- [TASK]: I would like you to return all of the records exactly as they stand.

- [RAW DATA]:
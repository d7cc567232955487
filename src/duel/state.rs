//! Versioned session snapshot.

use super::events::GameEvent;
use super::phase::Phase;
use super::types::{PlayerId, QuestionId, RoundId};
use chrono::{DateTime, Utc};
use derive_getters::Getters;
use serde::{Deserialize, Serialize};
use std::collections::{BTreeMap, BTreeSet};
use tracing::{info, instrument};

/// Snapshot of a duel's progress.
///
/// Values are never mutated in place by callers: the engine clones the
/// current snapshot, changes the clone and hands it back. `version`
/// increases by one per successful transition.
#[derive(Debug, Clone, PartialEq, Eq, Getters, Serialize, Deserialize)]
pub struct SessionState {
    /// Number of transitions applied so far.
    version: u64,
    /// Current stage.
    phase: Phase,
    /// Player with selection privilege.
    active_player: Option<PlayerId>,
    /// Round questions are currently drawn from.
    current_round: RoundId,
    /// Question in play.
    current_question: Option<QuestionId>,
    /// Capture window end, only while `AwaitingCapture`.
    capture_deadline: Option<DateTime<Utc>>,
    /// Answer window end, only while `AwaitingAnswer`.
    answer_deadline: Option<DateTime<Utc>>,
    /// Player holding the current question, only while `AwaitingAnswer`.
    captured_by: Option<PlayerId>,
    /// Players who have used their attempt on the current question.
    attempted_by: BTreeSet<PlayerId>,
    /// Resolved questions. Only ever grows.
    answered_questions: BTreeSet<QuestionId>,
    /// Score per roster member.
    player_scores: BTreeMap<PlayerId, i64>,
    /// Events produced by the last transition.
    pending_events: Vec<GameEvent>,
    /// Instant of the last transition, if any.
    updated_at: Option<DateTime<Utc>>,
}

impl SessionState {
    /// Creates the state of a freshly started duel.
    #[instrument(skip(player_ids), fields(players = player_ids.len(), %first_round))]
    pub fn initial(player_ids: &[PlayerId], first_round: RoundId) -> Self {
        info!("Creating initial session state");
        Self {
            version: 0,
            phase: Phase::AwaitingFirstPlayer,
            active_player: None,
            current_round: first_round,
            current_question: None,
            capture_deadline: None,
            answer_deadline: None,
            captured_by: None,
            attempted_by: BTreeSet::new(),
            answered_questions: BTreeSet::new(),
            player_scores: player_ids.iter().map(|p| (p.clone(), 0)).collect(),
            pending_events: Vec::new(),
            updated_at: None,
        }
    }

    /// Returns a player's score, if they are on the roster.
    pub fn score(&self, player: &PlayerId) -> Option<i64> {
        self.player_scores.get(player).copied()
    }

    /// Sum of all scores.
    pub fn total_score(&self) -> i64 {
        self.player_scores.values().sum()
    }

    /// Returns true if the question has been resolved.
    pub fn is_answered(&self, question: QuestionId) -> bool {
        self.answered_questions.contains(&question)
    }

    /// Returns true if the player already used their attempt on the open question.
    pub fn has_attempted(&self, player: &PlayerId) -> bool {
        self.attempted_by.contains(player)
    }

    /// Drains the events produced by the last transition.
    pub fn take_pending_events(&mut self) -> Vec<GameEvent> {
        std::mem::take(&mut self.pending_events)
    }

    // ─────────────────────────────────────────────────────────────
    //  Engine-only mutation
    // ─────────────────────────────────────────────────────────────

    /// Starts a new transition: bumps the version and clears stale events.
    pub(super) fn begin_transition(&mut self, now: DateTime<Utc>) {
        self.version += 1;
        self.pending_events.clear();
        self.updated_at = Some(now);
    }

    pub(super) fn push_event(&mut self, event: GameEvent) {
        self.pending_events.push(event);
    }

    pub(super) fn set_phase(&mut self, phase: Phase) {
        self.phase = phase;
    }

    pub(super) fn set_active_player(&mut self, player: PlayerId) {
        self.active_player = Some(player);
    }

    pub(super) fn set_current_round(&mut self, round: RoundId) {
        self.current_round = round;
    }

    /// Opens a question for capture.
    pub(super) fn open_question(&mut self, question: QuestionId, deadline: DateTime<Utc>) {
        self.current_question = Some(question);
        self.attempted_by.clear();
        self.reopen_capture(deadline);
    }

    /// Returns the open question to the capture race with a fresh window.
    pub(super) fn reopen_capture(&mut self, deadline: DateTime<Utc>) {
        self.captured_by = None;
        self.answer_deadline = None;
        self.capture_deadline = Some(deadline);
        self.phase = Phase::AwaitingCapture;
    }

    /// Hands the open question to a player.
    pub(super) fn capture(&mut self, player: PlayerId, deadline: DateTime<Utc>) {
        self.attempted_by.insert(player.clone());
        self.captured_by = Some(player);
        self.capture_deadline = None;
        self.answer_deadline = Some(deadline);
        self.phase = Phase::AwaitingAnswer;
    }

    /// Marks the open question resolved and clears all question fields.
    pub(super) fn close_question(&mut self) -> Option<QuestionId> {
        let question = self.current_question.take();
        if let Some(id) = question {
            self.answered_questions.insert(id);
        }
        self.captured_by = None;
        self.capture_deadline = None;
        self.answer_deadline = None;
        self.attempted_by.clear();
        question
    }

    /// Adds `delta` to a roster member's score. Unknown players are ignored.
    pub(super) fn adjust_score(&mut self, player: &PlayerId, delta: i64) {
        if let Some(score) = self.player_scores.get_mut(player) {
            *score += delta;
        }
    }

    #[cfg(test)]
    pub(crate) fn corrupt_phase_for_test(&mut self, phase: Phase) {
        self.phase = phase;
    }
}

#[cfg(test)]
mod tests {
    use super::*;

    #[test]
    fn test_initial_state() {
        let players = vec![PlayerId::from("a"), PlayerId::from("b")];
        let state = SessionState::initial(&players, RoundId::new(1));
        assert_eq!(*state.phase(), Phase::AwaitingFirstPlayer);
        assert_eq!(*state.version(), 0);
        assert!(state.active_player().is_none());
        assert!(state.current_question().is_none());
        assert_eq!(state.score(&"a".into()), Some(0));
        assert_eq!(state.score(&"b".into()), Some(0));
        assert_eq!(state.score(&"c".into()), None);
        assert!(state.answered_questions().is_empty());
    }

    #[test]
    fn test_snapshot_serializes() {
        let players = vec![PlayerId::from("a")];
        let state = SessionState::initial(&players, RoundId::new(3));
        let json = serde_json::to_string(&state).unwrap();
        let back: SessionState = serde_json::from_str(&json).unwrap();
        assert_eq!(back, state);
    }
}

- [YOUR SOLUTION]:
repository d7cc567232955487
filename src/duel/state.rs
//! Versioned session snapshot.

use super::events::GameEvent;
use super::phase::Phase;
use super::types::{PlayerId, QuestionId, RoundId};
use chrono::{DateTime, Utc};
use derive_getters::Getters;
use serde::{Deserialize, Serialize};
use std::collections::{BTreeMap, BTreeSet};
use tracing::{info, instrument};

/// Snapshot of a duel's progress.
///
/// Values are never mutated in place by callers: the engine clones the
/// current snapshot, changes the clone and hands it back. `version`
/// increases by one per successful transition.
#[derive(Debug, Clone, PartialEq, Eq, Getters, Serialize, Deserialize)]
pub struct SessionState {
    /// Number of transitions applied so far.
    version: u64,
    /// Current stage.
    phase: Phase,
    /// Player with selection privilege.
    active_player: Option<PlayerId>,
    /// Round questions are currently drawn from.
    current_round: RoundId,
    /// Question in play.
    current_question: Option<QuestionId>,
    /// Capture window end, only while `AwaitingCapture`.
    capture_deadline: Option<DateTime<Utc>>,
    /// Answer window end, only while `AwaitingAnswer`.
    answer_deadline: Option<DateTime<Utc>>,
    /// Player holding the current question, only while `AwaitingAnswer`.
    captured_by: Option<PlayerId>,
    /// Players who have used their attempt on the current question.
    attempted_by: BTreeSet<PlayerId>,
    /// Resolved questions. Only ever grows.
    answered_questions: BTreeSet<QuestionId>,
    /// Score per roster member.
    player_scores: BTreeMap<PlayerId, i64>,
    /// Events produced by the last transition.
    pending_events: Vec<GameEvent>,
    /// Instant of the last transition, if any.
    updated_at: Option<DateTime<Utc>>,
}

impl SessionState {
    /// Creates the state of a freshly started duel.
    #[instrument(skip(player_ids), fields(players = player_ids.len(), %first_round))]
    pub fn initial(player_ids: &[PlayerId], first_round: RoundId) -> Self {
        info!("Creating initial session state");
        Self {
            version: 0,
            phase: Phase::AwaitingFirstPlayer,
            active_player: None,
            current_round: first_round,
            current_question: None,
            capture_deadline: None,
            answer_deadline: None,
            captured_by: None,
            attempted_by: BTreeSet::new(),
            answered_questions: BTreeSet::new(),
            player_scores: player_ids.iter().map(|p| (p.clone(), 0)).collect(),
            pending_events: Vec::new(),
            updated_at: None,
        }
    }

    /// Returns a player's score, if they are on the roster.
    pub fn score(&self, player: &PlayerId) -> Option<i64> {
        self.player_scores.get(player).copied()
    }

    /// Sum of all scores.
    pub fn total_score(&self) -> i64 {
        self.player_scores.values().sum()
    }

    /// Returns true if the question has been resolved.
    pub fn is_answered(&self, question: QuestionId) -> bool {
        self.answered_questions.contains(&question)
    }

    /// Returns true if the player already used their attempt on the open question.
    pub fn has_attempted(&self, player: &PlayerId) -> bool {
        self.attempted_by.contains(player)
    }

    /// Drains the events produced by the last transition.
    pub fn take_pending_events(&mut self) -> Vec<GameEvent> {
        std::mem::take(&mut self.pending_events)
    }

    // ─────────────────────────────────────────────────────────────
    //  Engine-only mutation
    // ─────────────────────────────────────────────────────────────

    /// Starts a new transition: bumps the version and clears stale events.
    pub(super) fn begin_transition(&mut self, now: DateTime<Utc>) {
        self.version += 1;
        self.pending_events.clear();
        self.updated_at = Some(now);
    }

    pub(super) fn push_event(&mut self, event: GameEvent) {
        self.pending_events.push(event);
    }

    pub(super) fn set_phase(&mut self, phase: Phase) {
        self.phase = phase;
    }

    pub(super) fn set_active_player(&mut self, player: PlayerId) {
        self.active_player = Some(player);
    }

    pub(super) fn set_current_round(&mut self, round: RoundId) {
        self.current_round = round;
    }

    /// Opens a question for capture.
    pub(super) fn open_question(&mut self, question: QuestionId, deadline: DateTime<Utc>) {
        self.current_question = Some(question);
        self.attempted_by.clear();
        self.reopen_capture(deadline);
    }

    /// Returns the open question to the capture race with a fresh window.
    pub(super) fn reopen_capture(&mut self, deadline: DateTime<Utc>) {
        self.captured_by = None;
        self.answer_deadline = None;
        self.capture_deadline = Some(deadline);
        self.phase = Phase::AwaitingCapture;
    }

    /// Hands the open question to a player.
    pub(super) fn capture(&mut self, player: PlayerId, deadline: DateTime<Utc>) {
        self.attempted_by.insert(player.clone());
        self.captured_by = Some(player);
        self.capture_deadline = None;
        self.answer_deadline = Some(deadline);
        self.phase = Phase::AwaitingAnswer;
    }

    /// Marks the open question resolved and clears all question fields.
    pub(super) fn close_question(&mut self) -> Option<QuestionId> {
        let question = self.current_question.take();
        if let Some(id) = question {
            self.answered_questions.insert(id);
        }
        self.captured_by = None;
        self.capture_deadline = None;
        self.answer_deadline = None;
        self.attempted_by.clear();
        question
    }

    /// Adds `delta` to a roster member's score. Unknown players are ignored.
    pub(super) fn adjust_score(&mut self, player: &PlayerId, delta: i64) {
        if let Some(score) = self.player_scores.get_mut(player) {
            *score += delta;
        }
    }

    #[cfg(test)]
    pub(crate) fn corrupt_phase_for_test(&mut self, phase: Phase) {
        self.phase = phase;
    }
}

#[cfg(test)]
mod tests {
    use super::*;

    #[test]
    fn test_initial_state() {
        let players = vec![PlayerId::from("a"), PlayerId::from("b")];
        let state = SessionState::initial(&players, RoundId::new(1));
        assert_eq!(*state.phase(), Phase::AwaitingFirstPlayer);
        assert_eq!(*state.version(), 0);
        assert!(state.active_player().is_none());
        assert!(state.current_question().is_none());
        assert_eq!(state.score(&"a".into()), Some(0));
        assert_eq!(state.score(&"b".into()), Some(0));
        assert_eq!(state.score(&"c".into()), None);
        assert!(state.answered_questions().is_empty());
    }

    #[test]
    fn test_snapshot_serializes() {
        let players = vec![PlayerId::from("a")];
        let state = SessionState::initial(&players, RoundId::new(3));
        let json = serde_json::to_string(&state).unwrap();
        let back: SessionState = serde_json::from_str(&json).unwrap();
        assert_eq!(back, state);
    }
}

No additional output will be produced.